I figured out that if I disabled adblocker plus on this page, I got all of my edit buttons back....yay!
So later I will be able to add pictures of the butterfly cupcakes I am making for Ruthie's class party on Thursday. Because I am a moron and get myself way in over my head, I need to bake the following this week: 24 + butterfly cupcakes, 2 double pans of brownies, 1-2 large batches of chocolate cookies, and one Ariel mermaid cake. So far, I have made the candy butterfly wings, and I have the first double pan of brownies in the oven. Thank God it's cold enough here that I can store it all in the garage until it's needed on Thursday and Saturday. Is this what all parents do when their oldest turns five? Or is it that preemie mom overcompensation thing? Or is this not so much that, but is it "Celebrate my tiny little sick baby girl turning five and being totally healthy!" I think it's the last one.

Sunday, March 1, 2009

All used up

So I committed to blogging five times a week during Lent. That was on Wednesday.
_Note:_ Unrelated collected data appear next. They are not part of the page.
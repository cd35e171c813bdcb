//! Runtime configuration. The binary fills this from the command line.

use std::net::{IpAddr, Ipv4Addr, SocketAddr};

use crate::frame::DEFAULT_MAX_PAYLOAD;
use crate::pty::WindowSize;

pub const DEFAULT_PORT: u16 = 1111;
pub const DEFAULT_SHELL: &str = "bash";
pub const DEFAULT_ROWS: u16 = 50;
pub const DEFAULT_COLS: u16 = 180;

/// The program started on each new terminal.
#[derive(Debug, Clone, PartialEq, Eq)]
pub struct ShellConfig {
    /// Absolute path, or a bare name looked up on `PATH`.
    pub program: String,
    /// Pass `-l` so the shell runs as a login shell.
    pub login: bool,
}

impl Default for ShellConfig {
    fn default() -> Self {
        Self {
            program: DEFAULT_SHELL.to_string(),
            login: true,
        }
    }
}

#[derive(Debug, Clone)]
pub struct Config {
    pub bind: IpAddr,
    pub port: u16,
    pub shell: ShellConfig,
    /// Window size until the client's first resize message arrives.
    pub initial_size: WindowSize,
    /// Largest client frame payload accepted; bigger frames end the session.
    pub max_frame_payload: usize,
}

impl Config {
    pub fn listen_addr(&self) -> SocketAddr {
        SocketAddr::new(self.bind, self.port)
    }
}

impl Default for Config {
    fn default() -> Self {
        Self {
            bind: IpAddr::V4(Ipv4Addr::UNSPECIFIED),
            port: DEFAULT_PORT,
            shell: ShellConfig::default(),
            initial_size: WindowSize::new(DEFAULT_ROWS, DEFAULT_COLS),
            max_frame_payload: DEFAULT_MAX_PAYLOAD,
        }
    }
}
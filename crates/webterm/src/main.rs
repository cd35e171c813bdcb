//! webterm - a login shell in the browser.
//!
//! Usage: webterm [PORT] [--bind ADDR] [--shell PROGRAM] [--no-login]

use std::net::IpAddr;

use anyhow::Context;
use clap::Parser;
use tokio::signal::unix::{signal, SignalKind};
use tracing_subscriber::{layer::SubscriberExt, util::SubscriberInitExt};
use webterm::config::{self, Config, ShellConfig};
use webterm::frame::DEFAULT_MAX_PAYLOAD;
use webterm::pty::{self, WindowSize};
use webterm::Server;

/// Serve a terminal page and relay its WebSocket to a shell on a PTY.
///
/// One session at a time: a second browser waits until the first disconnects.
#[derive(Parser, Debug)]
#[command(name = "webterm", version, about, long_about = None)]
struct Cli {
    /// TCP port to listen on
    #[arg(env = "WEBTERM_PORT", default_value_t = config::DEFAULT_PORT)]
    port: u16,

    /// Address to bind
    #[arg(long, default_value = "0.0.0.0")]
    bind: IpAddr,

    /// Shell to start for each session (absolute path or name on PATH)
    #[arg(long, env = "WEBTERM_SHELL", default_value = config::DEFAULT_SHELL)]
    shell: String,

    /// Do not pass `-l` to the shell
    #[arg(long)]
    no_login: bool,

    /// Rows until the browser reports its size
    #[arg(long, default_value_t = config::DEFAULT_ROWS)]
    rows: u16,

    /// Columns until the browser reports its size
    #[arg(long, default_value_t = config::DEFAULT_COLS)]
    cols: u16,

    /// Largest client frame payload in bytes
    #[arg(long, default_value_t = DEFAULT_MAX_PAYLOAD)]
    max_frame: usize,
}

impl Cli {
    fn into_config(self) -> Config {
        Config {
            bind: self.bind,
            port: self.port,
            shell: ShellConfig {
                program: self.shell,
                login: !self.no_login,
            },
            initial_size: WindowSize::new(self.rows.max(1), self.cols.max(1)),
            max_frame_payload: self.max_frame,
        }
    }
}

fn init_tracing() {
    tracing_subscriber::registry()
        .with(tracing_subscriber::EnvFilter::new(
            std::env::var("RUST_LOG").unwrap_or_else(|_| "webterm=warn".into()),
        ))
        .with(tracing_subscriber::fmt::layer().with_writer(std::io::stderr))
        .init();
}

/// Resolves on SIGTERM or Ctrl-C.
async fn shutdown_signal() {
    let mut term = match signal(SignalKind::terminate()) {
        Ok(term) => term,
        Err(err) => {
            tracing::warn!(?err, "cannot listen for SIGTERM; only Ctrl-C stops the server");
            let _ = tokio::signal::ctrl_c().await;
            return;
        }
    };
    tokio::select! {
        _ = term.recv() => tracing::info!("received SIGTERM"),
        _ = tokio::signal::ctrl_c() => tracing::info!("received Ctrl-C"),
    }
}

#[tokio::main]
async fn main() -> anyhow::Result<()> {
    init_tracing();
    let config = Cli::parse().into_config();

    pty::ignore_child_exits().context("failed to ignore SIGCHLD")?;

    let addr = config.listen_addr();
    let server = Server::bind(config)
        .await
        .with_context(|| format!("failed to bind {addr}"))?;
    server.run_until(shutdown_signal()).await?;
    Ok(())
}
I skipped Thursday. I skipped yesterday. That means I have used up all of my free days this week. Of course, being that it's my blog and my Lenten promise to break, I guess in a pinch I could blog twice in one day and count it as 2 days/posts. And this week is going to be a busy one.
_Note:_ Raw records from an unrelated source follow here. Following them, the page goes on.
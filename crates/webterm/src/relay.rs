//! The per-session event loop: PTY master <-> WebSocket client.

use std::io;

use serde::Deserialize;
use thiserror::Error;
use tokio::io::AsyncWriteExt;
use tokio::net::TcpStream;

use crate::frame::{
    encode_close, encode_frame, Frame, FrameDecoder, FrameError, OpCode, CLOSE_NORMAL,
};
use crate::pty::{self, PtyError, PtySession, WindowSize};

/// Bytes read from the PTY master per output frame.
const PTY_READ_CHUNK: usize = 8192;

#[derive(Error, Debug)]
pub enum RelayError {
    #[error("client framing error: {0}")]
    Frame(#[from] FrameError),

    #[error("pty error: {0}")]
    Pty(#[from] PtyError),

    #[error("pty i/o failed: {0}")]
    PtyIo(#[source] io::Error),

    #[error("client write failed: {0}")]
    ClientIo(#[source] io::Error),
}

/// Why a session ended normally.
#[derive(Debug, Clone, Copy, PartialEq, Eq)]
pub enum Termination {
    /// The shell exited (PTY hang-up).
    ShellExited,
    /// The client sent a close frame.
    ClientClosed,
    /// The client dropped the TCP connection.
    ClientGone,
}

// ── Client input ─────────────────────────────────────────────────────

#[derive(Deserialize)]
struct ResizeMessage {
    cols: u16,
    rows: u16,
}

/// What a text frame from the client means.
#[derive(Debug, PartialEq, Eq)]
pub enum ClientInput<'a> {
    Resize(WindowSize),
    Keystrokes(&'a [u8]),
}

/// Decide whether a text payload is a resize request or terminal input.
///
/// Only payloads starting with `{` are tried as `{"cols": N, "rows": N}`.
/// Anything that does not parse, or asks for a zero dimension, is input.
pub fn classify_text(payload: &[u8]) -> ClientInput<'_> {
    if payload.first() != Some(&b'{') {
        return ClientInput::Keystrokes(payload);
    }
    match serde_json::from_slice::<ResizeMessage>(payload) {
        Ok(msg) if msg.cols > 0 && msg.rows > 0 => {
            ClientInput::Resize(WindowSize::new(msg.rows, msg.cols))
        }
        _ => ClientInput::Keystrokes(payload),
    }
}

// ── Loop ─────────────────────────────────────────────────────────────

/// Queued keystrokes beyond which no further client frames are read until
/// the shell drains its input.
const MAX_PENDING_INPUT: usize = 64 * 1024;

enum Event {
    Output(io::Result<usize>),
    InputWritten(io::Result<usize>),
    Frame(Result<Frame, FrameError>),
}

/// Relay between `client` and `pty` until one side ends the session.
///
/// Owns both for the whole session; dropping them on return closes the
/// socket and hangs up the shell.
pub async fn run(
    mut client: TcpStream,
    mut pty: PtySession,
    max_payload: usize,
) -> Result<Termination, RelayError> {
    let mut buf = vec![0u8; PTY_READ_CHUNK];
    let mut decoder = FrameDecoder::new(max_payload);
    let mut pending: Vec<u8> = Vec::new();

    loop {
        // All three arms are cancel-safe, so whichever loses keeps its progress.
        let event = tokio::select! {
            n = pty.read(&mut buf) => Event::Output(n),
            n = pty.write(&pending), if !pending.is_empty() => Event::InputWritten(n),
            frame = decoder.read_frame(&mut client), if pending.len() < MAX_PENDING_INPUT => {
                Event::Frame(frame)
            }
        };

        match event {
            Event::Output(Ok(0)) => return Ok(shell_exited(&mut client).await),
            Event::Output(Ok(n)) => {
                client
                    .write_all(&encode_frame(OpCode::Binary, &buf[..n]))
                    .await
                    .map_err(RelayError::ClientIo)?;
            }
            Event::Output(Err(err)) => return Err(RelayError::PtyIo(err)),
            Event::InputWritten(Ok(0)) => {
                return Err(RelayError::PtyIo(io::ErrorKind::WriteZero.into()));
            }
            Event::InputWritten(Ok(n)) => {
                pending.drain(..n);
            }
            Event::InputWritten(Err(err)) if pty::is_hangup(&err) => {
                return Ok(shell_exited(&mut client).await);
            }
            Event::InputWritten(Err(err)) => return Err(RelayError::PtyIo(err)),
            Event::Frame(Err(FrameError::Closed)) => return Ok(Termination::ClientGone),
            Event::Frame(Err(err)) => {
                if let Some(code) = err.close_code() {
                    let _ = client.write_all(&encode_close(code)).await;
                }
                return Err(err.into());
            }
            Event::Frame(Ok(frame)) => match frame.opcode {
                OpCode::Close => {
                    let code = frame.close_code().unwrap_or(CLOSE_NORMAL);
                    let _ = client.write_all(&encode_close(code)).await;
                    return Ok(Termination::ClientClosed);
                }
                OpCode::Ping => {
                    client
                        .write_all(&encode_frame(OpCode::Pong, &frame.payload))
                        .await
                        .map_err(RelayError::ClientIo)?;
                }
                OpCode::Pong => {}
                OpCode::Text => match classify_text(&frame.payload) {
                    ClientInput::Resize(size) => {
                        if size != pty.window_size() {
                            tracing::debug!(rows = size.rows, cols = size.cols, "resize");
                            pty.resize(size)?;
                        }
                    }
                    ClientInput::Keystrokes(bytes) => pending.extend_from_slice(bytes),
                },
                OpCode::Binary | OpCode::Continuation => pending.extend_from_slice(&frame.payload),
            },
        }
    }
}

async fn shell_exited(client: &mut TcpStream) -> Termination {
    let _ = client.write_all(&encode_close(CLOSE_NORMAL)).await;
    Termination::ShellExited
}
//! The HTTP/1.1 subset the server speaks before a connection is upgraded.

use std::io;

use thiserror::Error;
use tokio::io::{AsyncRead, AsyncReadExt};

/// Upper bound on the request head (request line plus headers).
pub const MAX_REQUEST_LEN: usize = 8192;

const HEAD_END: &[u8] = b"\r\n\r\n";

pub const NOT_FOUND_RESPONSE: &[u8] =
    b"HTTP/1.1 404 Not Found\r\nContent-Length: 0\r\nConnection: close\r\n\r\n";

#[derive(Error, Debug)]
pub enum HttpError {
    #[error("connection closed before the request head was complete")]
    Closed,

    #[error("request head exceeds {0} bytes")]
    TooLarge(usize),

    #[error("malformed request line")]
    BadRequestLine,

    #[error("socket read failed: {0}")]
    Io(#[from] io::Error),
}

// ── Request ──────────────────────────────────────────────────────────

#[derive(Debug, Clone, PartialEq, Eq)]
pub struct Request {
    pub method: String,
    pub path: String,
    headers: Vec<(String, String)>,
}

impl Request {
    /// Parse a request head. Trailing bytes after the blank line are ignored.
    pub fn parse(raw: &[u8]) -> Result<Self, HttpError> {
        let text = String::from_utf8_lossy(raw);
        let mut lines = text.split("\r\n");

        let request_line = lines.next().ok_or(HttpError::BadRequestLine)?;
        let mut parts = request_line.split(' ');
        let method = parts.next().filter(|m| !m.is_empty());
        let path = parts.next().filter(|p| p.starts_with('/'));
        let version = parts.next().filter(|v| v.starts_with("HTTP/"));
        let (method, path) = match (method, path, version) {
            (Some(m), Some(p), Some(_)) => (m.to_string(), p.to_string()),
            _ => return Err(HttpError::BadRequestLine),
        };

        let headers = lines
            .take_while(|line| !line.is_empty())
            .filter_map(|line| {
                let (name, value) = line.split_once(':')?;
                Some((name.trim().to_string(), value.trim().to_string()))
            })
            .collect();

        Ok(Self {
            method,
            path,
            headers,
        })
    }

    /// First value of header `name`, compared case-insensitively.
    pub fn header(&self, name: &str) -> Option<&str> {
        self.headers
            .iter()
            .find(|(n, _)| n.eq_ignore_ascii_case(name))
            .map(|(_, v)| v.as_str())
    }

    /// Path with any query string removed.
    pub fn route_path(&self) -> &str {
        self.path.split('?').next().unwrap_or(&self.path)
    }

    /// True if the `Upgrade` header names the websocket protocol.
    pub fn wants_websocket(&self) -> bool {
        self.header("Upgrade")
            .map(|v| v.split(',').any(|p| p.trim().eq_ignore_ascii_case("websocket")))
            .unwrap_or(false)
    }
}

/// Read from `reader` until the blank line that ends the request head.
pub async fn read_request<R>(reader: &mut R, limit: usize) -> Result<Request, HttpError>
where
    R: AsyncRead + Unpin,
{
    let mut head = Vec::with_capacity(1024);
    let mut chunk = [0u8; 1024];
    loop {
        let n = reader.read(&mut chunk).await?;
        if n == 0 {
            return Err(HttpError::Closed);
        }
        // Only rescan the tail that could contain a new terminator.
        let scan_from = head.len().saturating_sub(HEAD_END.len() - 1);
        head.extend_from_slice(&chunk[..n]);
        if let Some(pos) = find(&head[scan_from..], HEAD_END) {
            let end = scan_from + pos + HEAD_END.len();
            if end > limit {
                return Err(HttpError::TooLarge(limit));
            }
            return Request::parse(&head[..end]);
        }
        if head.len() >= limit {
            return Err(HttpError::TooLarge(limit));
        }
    }
}

fn find(haystack: &[u8], needle: &[u8]) -> Option<usize> {
    haystack.windows(needle.len()).position(|w| w == needle)
}

// ── Routing ──────────────────────────────────────────────────────────

#[derive(Debug, Clone, Copy, PartialEq, Eq)]
pub enum Route {
    /// `GET /`: the terminal page.
    Page,
    /// `GET /ws` with `Upgrade: websocket`.
    Terminal,
    NotFound,
}

pub fn route(request: &Request) -> Route {
    if request.method != "GET" {
        return Route::NotFound;
    }
    match request.route_path() {
        "/" => Route::Page,
        "/ws" if request.wants_websocket() => Route::Terminal,
        _ => Route::NotFound,
    }
}

/// Full `200 OK` response carrying the terminal page.
pub fn page_response(body: &[u8]) -> Vec<u8> {
    let head = format!(
        "HTTP/1.1 200 OK\r\n\
         Content-Type: text/html\r\n\
         Content-Length: {}\r\n\
         Cache-Control: no-store\r\n\
         Connection: close\r\n\r\n",
        body.len()
    );
    let mut response = Vec::with_capacity(head.len() + body.len());
    response.extend_from_slice(head.as_bytes());
    response.extend_from_slice(body);
    response
}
Ruthie turns five on Thursday. We are making cupcakes from Hello, Cupcake. She wants butterflies, so we are modifying the monarchs and making them pink and orange, cuz that's what the birthday girl wants. And she wants an Ariel cake for hr family birthday party on SAturday. Which must be made with a doll, like Sleeping Beauty for Helen's birthday (which I would post if I had the icon and link to add a picture but it appears all of my options have disappeared??) And on Thursday, the actual birthday, after the cupcalkes and celebrating at school, we will be venturing up to the NICU, where Ruthie spent her first 47 days, to visit the nurses who have become like angels to us. We will bring them treats. Lots of treats. It's a big NICU (50 beds....Intensive Care...lots of nurses). So my week this week will be spoent baking. And blogging. And cursinig myself for hyping my kids up about fancy birthday cakes. No, I won't buy their cakes. While I have the time, I'll make them, and since I cannot do anything simply, I will stress. And likely curse.